Traces of the town’s sombre past remain. The region is dotted with the gutted shells of colonial villas – tragic evidence of the Khmer Rouge’s destruction. Until recently, most were smothered by prolific tropical vegetation and home to squatters; now some have been restored, with more likely to follow, although the difficulty of establishing ownership means this will be a slow process.
Kep accommodation ranges from stunning converted villas to rustic guesthouses; the very best are sumptuous and stylish while the cheaper places are generally basic, but clean. Options are spread widely, with possibilities at Kep Thmei, on the road east of town, towards the national park and near the Rabbit Island pier.
There’s nothing to do in Kep after about 11pm, but there are some excellent restaurants; crab is the local speciality. Cheap eats are a little hard to find, but the market is a good place to pick up barbecued seafood, and there’s a supermarket by the Rabbit Island pier. The crab market is flanked to the south by dozens of overpriced seafood restaurants that form the bulk of Kep’s low-key nightlife.

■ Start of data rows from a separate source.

use std::{fmt, str::FromStr};

use alloy_dyn_abi::DynSolType;

use crate::{ParseError, WORD_SIZE};

/// The shape of an ABI value, independent of any particular value.
#[derive(Clone, Debug, PartialEq, Eq, Hash)]
pub enum TypeSchema {
    /// `uint<bits>`
    UInt(usize),
    /// `int<bits>`
    Int(usize),
    /// `bool`
    Bool,
    /// `address`
    Address,
    /// `bytes<size>`, 1 to 32 bytes
    FixedBytes(usize),
    /// `bytes`
    Bytes,
    /// `string`
    String,
    /// `T[]`
    Array(Box<TypeSchema>),
    /// `T[N]`
    FixedArray(Box<TypeSchema>, usize),
    /// `(T1,T2,...)`
    Tuple(Vec<TypeSchema>),
}

impl TypeSchema {
    /// Parses a type string such as `uint256`, `bytes32[]`, or
    /// `(address,uint256)[2]`.
    ///
    /// `uint` and `int` are accepted as aliases for their 256-bit forms.
    pub fn parse(input: &str) -> Result<Self, ParseError> {
        let input = input.trim();
        if input.is_empty() {
            return Err(ParseError::Empty);
        }

        // Array suffixes bind last, so peel them from the right.
        if let Some(stripped) = input.strip_suffix(']') {
            let open = stripped
                .rfind('[')
                .ok_or_else(|| ParseError::Unbalanced(input.to_string()))?;
            let element = Box::new(Self::parse(&stripped[..open])?);
            let length = &stripped[open + 1..];

            return if length.is_empty() {
                Ok(TypeSchema::Array(element))
            } else {
                length
                    .parse()
                    .map(|length| TypeSchema::FixedArray(element, length))
                    .map_err(|_error| ParseError::UnknownType(input.to_string()))
            };
        }

        if let Some(inner) = input.strip_prefix('(') {
            let inner = inner
                .strip_suffix(')')
                .ok_or_else(|| ParseError::Unbalanced(input.to_string()))?;

            return split_top_level(inner)?
                .into_iter()
                .map(Self::parse)
                .collect::<Result<_, _>>()
                .map(TypeSchema::Tuple);
        }

        parse_elementary(input)
    }

    /// Returns the canonical type string used in signatures.
    pub fn canonical(&self) -> String {
        self.to_string()
    }

    /// Whether values of this type are encoded in the tail.
    pub fn is_dynamic(&self) -> bool {
        match self {
            TypeSchema::Bytes | TypeSchema::String | TypeSchema::Array(_) => true,
            TypeSchema::FixedArray(element, _) => element.is_dynamic(),
            TypeSchema::Tuple(components) => components.iter().any(TypeSchema::is_dynamic),
            TypeSchema::UInt(_)
            | TypeSchema::Int(_)
            | TypeSchema::Bool
            | TypeSchema::Address
            | TypeSchema::FixedBytes(_) => false,
        }
    }

    /// Number of bytes this type occupies in the head of its enclosing
    /// tuple: one offset word if dynamic, the full encoding otherwise.
    ///
    /// Returns `None` if the size does not fit in a `usize`, which a large
    /// static array can cause.
    pub fn head_size(&self) -> Option<usize> {
        if self.is_dynamic() {
            return Some(WORD_SIZE);
        }

        match self {
            TypeSchema::FixedArray(element, length) => element.head_size()?.checked_mul(*length),
            TypeSchema::Tuple(components) => components
                .iter()
                .try_fold(0usize, |sum, component| sum.checked_add(component.head_size()?)),
            _ => Some(WORD_SIZE),
        }
    }
}

impl From<&TypeSchema> for DynSolType {
    fn from(schema: &TypeSchema) -> Self {
        match schema {
            TypeSchema::UInt(bits) => DynSolType::Uint(*bits),
            TypeSchema::Int(bits) => DynSolType::Int(*bits),
            TypeSchema::Bool => DynSolType::Bool,
            TypeSchema::Address => DynSolType::Address,
            TypeSchema::FixedBytes(size) => DynSolType::FixedBytes(*size),
            TypeSchema::Bytes => DynSolType::Bytes,
            TypeSchema::String => DynSolType::String,
            TypeSchema::Array(element) => DynSolType::Array(Box::new(element.as_ref().into())),
            TypeSchema::FixedArray(element, length) => {
                DynSolType::FixedArray(Box::new(element.as_ref().into()), *length)
            }
            TypeSchema::Tuple(components) => {
                DynSolType::Tuple(components.iter().map(DynSolType::from).collect())
            }
        }
    }
}

/// Function pointers have no counterpart and are rejected.
impl TryFrom<&DynSolType> for TypeSchema {
    type Error = ParseError;

    fn try_from(ty: &DynSolType) -> Result<Self, Self::Error> {
        let schema = match ty {
            DynSolType::Uint(bits) => TypeSchema::UInt(*bits),
            DynSolType::Int(bits) => TypeSchema::Int(*bits),
            DynSolType::Bool => TypeSchema::Bool,
            DynSolType::Address => TypeSchema::Address,
            DynSolType::FixedBytes(size) => TypeSchema::FixedBytes(*size),
            DynSolType::Bytes => TypeSchema::Bytes,
            DynSolType::String => TypeSchema::String,
            DynSolType::Array(element) => {
                TypeSchema::Array(Box::new(TypeSchema::try_from(element.as_ref())?))
            }
            DynSolType::FixedArray(element, length) => {
                TypeSchema::FixedArray(Box::new(TypeSchema::try_from(element.as_ref())?), *length)
            }
            DynSolType::Tuple(components) => TypeSchema::Tuple(
                components
                    .iter()
                    .map(TypeSchema::try_from)
                    .collect::<Result<_, _>>()?,
            ),
            other => return Err(ParseError::UnknownType(other.sol_type_name().into_owned())),
        };

        Ok(schema)
    }
}

fn parse_elementary(input: &str) -> Result<TypeSchema, ParseError> {
    let width = |digits: &str, default: usize| -> Result<usize, ParseError> {
        if digits.is_empty() {
            Ok(default)
        } else {
            digits
                .parse()
                .map_err(|_error| ParseError::UnknownType(input.to_string()))
        }
    };

    let schema = match input {
        "bool" => TypeSchema::Bool,
        "address" => TypeSchema::Address,
        "string" => TypeSchema::String,
        "bytes" => TypeSchema::Bytes,
        _ => {
            if let Some(digits) = input.strip_prefix("uint") {
                TypeSchema::UInt(width(digits, 256)?)
            } else if let Some(digits) = input.strip_prefix("int") {
                TypeSchema::Int(width(digits, 256)?)
            } else if let Some(digits) = input.strip_prefix("bytes") {
                TypeSchema::FixedBytes(width(digits, 0)?)
            } else {
                return Err(ParseError::UnknownType(input.to_string()));
            }
        }
    };

    match schema {
        TypeSchema::UInt(bits) | TypeSchema::Int(bits) if !is_valid_int_width(bits) => {
            Err(ParseError::InvalidWidth(input.to_string()))
        }
        TypeSchema::FixedBytes(size) if !(1..=32).contains(&size) => {
            Err(ParseError::InvalidWidth(input.to_string()))
        }
        schema => Ok(schema),
    }
}

pub(crate) fn is_valid_int_width(bits: usize) -> bool {
    bits > 0 && bits <= 256 && bits % 8 == 0
}

/// Splits a comma-separated list at depth zero; an empty input yields no
/// elements.
pub(crate) fn split_top_level(input: &str) -> Result<Vec<&str>, ParseError> {
    if input.trim().is_empty() {
        return Ok(Vec::new());
    }

    let mut parts = Vec::new();
    let mut depth = 0usize;
    let mut start = 0;
    for (index, character) in input.char_indices() {
        match character {
            '(' | '[' => depth += 1,
            ')' | ']' => {
                depth = depth
                    .checked_sub(1)
                    .ok_or_else(|| ParseError::Unbalanced(input.to_string()))?;
            }
            ',' if depth == 0 => {
                parts.push(&input[start..index]);
                start = index + 1;
            }
            _ => {}
        }
    }

    if depth != 0 {
        return Err(ParseError::Unbalanced(input.to_string()));
    }

    parts.push(&input[start..]);
    Ok(parts)
}

impl fmt::Display for TypeSchema {
    fn fmt(&self, f: &mut fmt::Formatter<'_>) -> fmt::Result {
        match self {
            TypeSchema::UInt(bits) => write!(f, "uint{bits}"),
            TypeSchema::Int(bits) => write!(f, "int{bits}"),
            TypeSchema::Bool => f.write_str("bool"),
            TypeSchema::Address => f.write_str("address"),
            TypeSchema::FixedBytes(size) => write!(f, "bytes{size}"),
            TypeSchema::Bytes => f.write_str("bytes"),
            TypeSchema::String => f.write_str("string"),
            TypeSchema::Array(element) => write!(f, "{element}[]"),
            TypeSchema::FixedArray(element, length) => write!(f, "{element}[{length}]"),
            TypeSchema::Tuple(components) => {
                f.write_str("(")?;
                for (index, component) in components.iter().enumerate() {
                    if index > 0 {
                        f.write_str(",")?;
                    }
                    write!(f, "{component}")?;
                }
                f.write_str(")")
            }
        }
    }
}

impl FromStr for TypeSchema {
    type Err = ParseError;

    fn from_str(s: &str) -> Result<Self, Self::Err> {
        Self::parse(s)
    }
}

Kep is a sprawling place. The road for town branches away from NR33 at the prominent White Horse Monument, from where it’s 5 or 6km to the right turn to Psar K’Dam, the famous crab market. From here the road runs along the seafront for 1km or so to Kep Beach, where the narrow, dark-sand beach broadens out fractionally. Set back in a circular precinct is the transport stop, as well a couple of hotels, some local stores and several of the ubiquitous huts furnished with mats and hammocks that Cambodians love to rent out for a day’s relaxing (it gets busy here at weekends). Getting back from here to the crab market, the one-way system dictates that you head north away from the beach and take the first left at the roundabout. East of Kep, the paved road runs to the Vietnamese border, and the crossing at Prek Chak (for Ha Tien and Phu Quoc).
The beaches in Kep aren’t up to much: slim stretches of dark sand that don’t lend themselves to lounging. Luckily, a number of trips to the offshore islands are on offer. Closest is Koh Tonsay (Rabbit Island), with three nice beaches. Further out, Koh Poh (Coral Island) has clean white sands, turquoise water, coral reefs and great snorkelling. The huge island that dominates the horizon is Phu Quoc, in Vietnamese waters; locals still call it Koh Kut, dating back to when it belonged to Cambodia.